Il pesce zebra è infatti il secondo modello animale più utilizzato nella ricerca biomedica e nelle scienze della vita. Il risultato è frutto di una estesa collaborazione internazionale guidata dall’Istituto di Scienze Mediche di Londra del Consiglio per la ricerca medica (Mrc), che ha visto la partecipazione di 27 laboratori e più di 50 ricercatori, tra cui anche diversi italiani.

“La catalogazione delle informazioni genetiche per il pesce zebra è una svolta significativa”, commenta Ferenc Mueller dell'Università britannica di Birmingham, che ha partecipato alla ricerca, “che potrebbe essere alla base di alcuni degli sviluppi più interessanti della medicina e delle scienze della vita negli anni a venire”.

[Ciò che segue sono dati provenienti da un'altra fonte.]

//! Delay controls: `#value`, `#(rise, fall, turn_off)`, `##cycles` and
//! `#1step`.

use crate::context::BindContext;
use crate::errors;
use crate::flags::BindFlags;
use crate::ids::{ExprId, TimingId};
use crate::timing::TimingControl;
use strobe_syntax::{Delay3Syntax, DelaySyntax, Expr, ParamAssignment, ParameterValueAssignment};

/// `#value`
#[derive(Debug, Clone, Copy, PartialEq, Eq)]
pub struct DelayControl {
    /// The delay amount; numeric when the node is valid.
    pub expr: ExprId,
}

/// `#(rise, fall, turn_off)`
#[derive(Debug, Clone, Copy, PartialEq, Eq)]
pub struct Delay3Control {
    /// Rise delay.
    pub expr1: ExprId,
    /// Fall delay.
    pub expr2: Option<ExprId>,
    /// Turn-off delay.
    pub expr3: Option<ExprId>,
}

/// `##value`
#[derive(Debug, Clone, Copy, PartialEq, Eq)]
pub struct CycleDelayControl {
    /// Number of clock cycles; integral when the node is valid.
    pub expr: ExprId,
}

/// `#1step`
#[derive(Debug, Clone, Copy, PartialEq, Eq)]
pub struct OneStepDelayControl;

/// Reports `E301` and returns `false` if `expr` is not numeric.
fn check_numeric(ctx: &BindContext<'_, '_>, expr: ExprId) -> bool {
    let expr = ctx.expr(expr);
    if ctx.comp.types.is_numeric(expr.ty) {
        return true;
    }
    ctx.add_diag(errors::error_delay_not_numeric(
        &ctx.type_name(expr.ty),
        expr.span,
    ));
    false
}

/// The value of a positional entry, or `None` for a named one.
fn ordered_value(param: &ParamAssignment) -> Option<&Expr> {
    match param {
        ParamAssignment::Ordered { expr, .. } => Some(expr),
        ParamAssignment::Named { .. } => None,
    }
}

impl DelayControl {
    /// Binds `#value`.
    pub fn from_syntax(syntax: &DelaySyntax, ctx: &mut BindContext<'_, '_>) -> TimingId {
        let expr = ctx.bind_expression(&syntax.value, BindFlags::empty());
        let result = ctx
            .comp
            .emplace_timing(TimingControl::Delay(DelayControl { expr }));
        if ctx.expr(expr).is_bad() || !check_numeric(ctx, expr) {
            return TimingControl::bad(ctx.comp, Some(result));
        }
        result
    }

    /// Binds a net delay written as a parameter value assignment, e.g. the
    /// `#(5)` of `wire #(5) w;`.
    ///
    /// The list must hold exactly one positional entry; anything else is
    /// reported as `E302`. A bad value fails without a partial node.
    pub fn from_params(
        params: &ParameterValueAssignment,
        ctx: &mut BindContext<'_, '_>,
    ) -> TimingId {
        let value = match params.params.as_slice() {
            [single] => ordered_value(single),
            _ => None,
        };
        let Some(value) = value else {
            ctx.add_diag(errors::error_expected_net_delay(params.span));
            return TimingControl::bad(ctx.comp, None);
        };

        let expr = ctx.bind_expression(value, BindFlags::empty());
        if ctx.expr(expr).is_bad() || !check_numeric(ctx, expr) {
            return TimingControl::bad(ctx.comp, None);
        }
        ctx.comp
            .emplace_timing(TimingControl::Delay(DelayControl { expr }))
    }
}

impl Delay3Control {
    /// Binds `#(rise, fall, turn_off)`.
    ///
    /// All present values are bound before any is checked. Only the first
    /// non-numeric value is reported.
    pub fn from_syntax(syntax: &Delay3Syntax, ctx: &mut BindContext<'_, '_>) -> TimingId {
        let expr1 = ctx.bind_expression(&syntax.delay1, BindFlags::empty());
        let expr2 = syntax
            .delay2
            .as_ref()
            .map(|e| ctx.bind_expression(e, BindFlags::empty()));
        let expr3 = syntax
            .delay3
            .as_ref()
            .map(|e| ctx.bind_expression(e, BindFlags::empty()));

        let result = ctx.comp.emplace_timing(TimingControl::Delay3(Delay3Control {
            expr1,
            expr2,
            expr3,
        }));

        let present: Vec<ExprId> = std::iter::once(expr1).chain(expr2).chain(expr3).collect();
        if present.iter().any(|&e| ctx.expr(e).is_bad())
            || !present.iter().all(|&e| check_numeric(ctx, e))
        {
            return TimingControl::bad(ctx.comp, Some(result));
        }
        result
    }

    /// Binds a net delay of one to three positional values, e.g. the
    /// `#(1, 2)` of `wire #(1, 2) w;`.
    ///
    /// Named entries and lists of the wrong length are reported as `E302`.
    /// The first bad value fails the whole delay without a partial node.
    pub fn from_params(
        params: &ParameterValueAssignment,
        ctx: &mut BindContext<'_, '_>,
    ) -> TimingId {
        if params.params.is_empty() || params.params.len() > 3 {
            ctx.add_diag(errors::error_expected_net_delay(params.span));
            return TimingControl::bad(ctx.comp, None);
        }

        let mut delays = [None; 3];
        for (slot, param) in delays.iter_mut().zip(&params.params) {
            let Some(value) = ordered_value(param) else {
                ctx.add_diag(errors::error_expected_net_delay(param.span()));
                return TimingControl::bad(ctx.comp, None);
            };
            let expr = ctx.bind_expression(value, BindFlags::empty());
            if ctx.expr(expr).is_bad() || !check_numeric(ctx, expr) {
                return TimingControl::bad(ctx.comp, None);
            }
            *slot = Some(expr);
        }

        let [Some(expr1), expr2, expr3] = delays else {
            // the list is non-empty, so the first slot is always filled
            return TimingControl::bad(ctx.comp, None);
        };
        ctx.comp.emplace_timing(TimingControl::Delay3(Delay3Control {
            expr1,
            expr2,
            expr3,
        }))
    }
}

impl CycleDelayControl {
    /// Binds `##value`.
    ///
    /// A missing default clocking block is reported as `W301` but does not
    /// invalidate the node.
    pub fn from_syntax(syntax: &DelaySyntax, ctx: &mut BindContext<'_, '_>) -> TimingId {
        let expr = ctx.bind_expression(&syntax.value, BindFlags::empty());
        let result = ctx
            .comp
            .emplace_timing(TimingControl::CycleDelay(CycleDelayControl { expr }));
        let bound = ctx.expr(expr);
        if bound.is_bad() {
            return TimingControl::bad(ctx.comp, Some(result));
        }
        if !ctx.comp.types.is_integral(bound.ty) {
            ctx.add_diag(errors::error_must_be_integral(
                &ctx.type_name(bound.ty),
                bound.span,
            ));
            return TimingControl::bad(ctx.comp, Some(result));
        }

        if ctx.options.binding.warn_missing_default_clocking
            && ctx.comp.default_clocking(ctx.scope).is_none()
        {
            ctx.add_diag(errors::warn_no_default_clocking(syntax.span));
        }
        result
    }
}

impl OneStepDelayControl {
    /// Binds `#1step`. There is nothing to check.
    pub fn from_syntax(ctx: &mut BindContext<'_, '_>) -> TimingId {
        ctx.comp
            .emplace_timing(TimingControl::OneStepDelay(OneStepDelayControl))
    }
}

I pesci zebra sono candidati ideali per lo studio di varie malattie e disturbi, poiché durante la crescita gli embrioni sono trasparenti e presentano proprietà rigenerative insolite. La nuova mappa comprende sequenze genetiche caratteristiche di diversi stadi dello sviluppo di questi animali e, secondo gli autori dello studio guidati da Damir Baranasic, rende più vicino il traguardo di un catalogo del Dna completo da sovrapporre a quello umano e aiuterà anche la ricerca di nuovi farmaci e trattamenti.

“Questo ampio studio riunisce tutti i dati in un unico quadro”, dice Carsten Daub dell’Istituto svedese Karolinska e co-autore dello studio che ha reso pubblicamente disponibili i risultati, “consentendo ai ricercatori di tutto il mondo di affrontare questioni che non potrebbero essere affrontate da singoli studi”.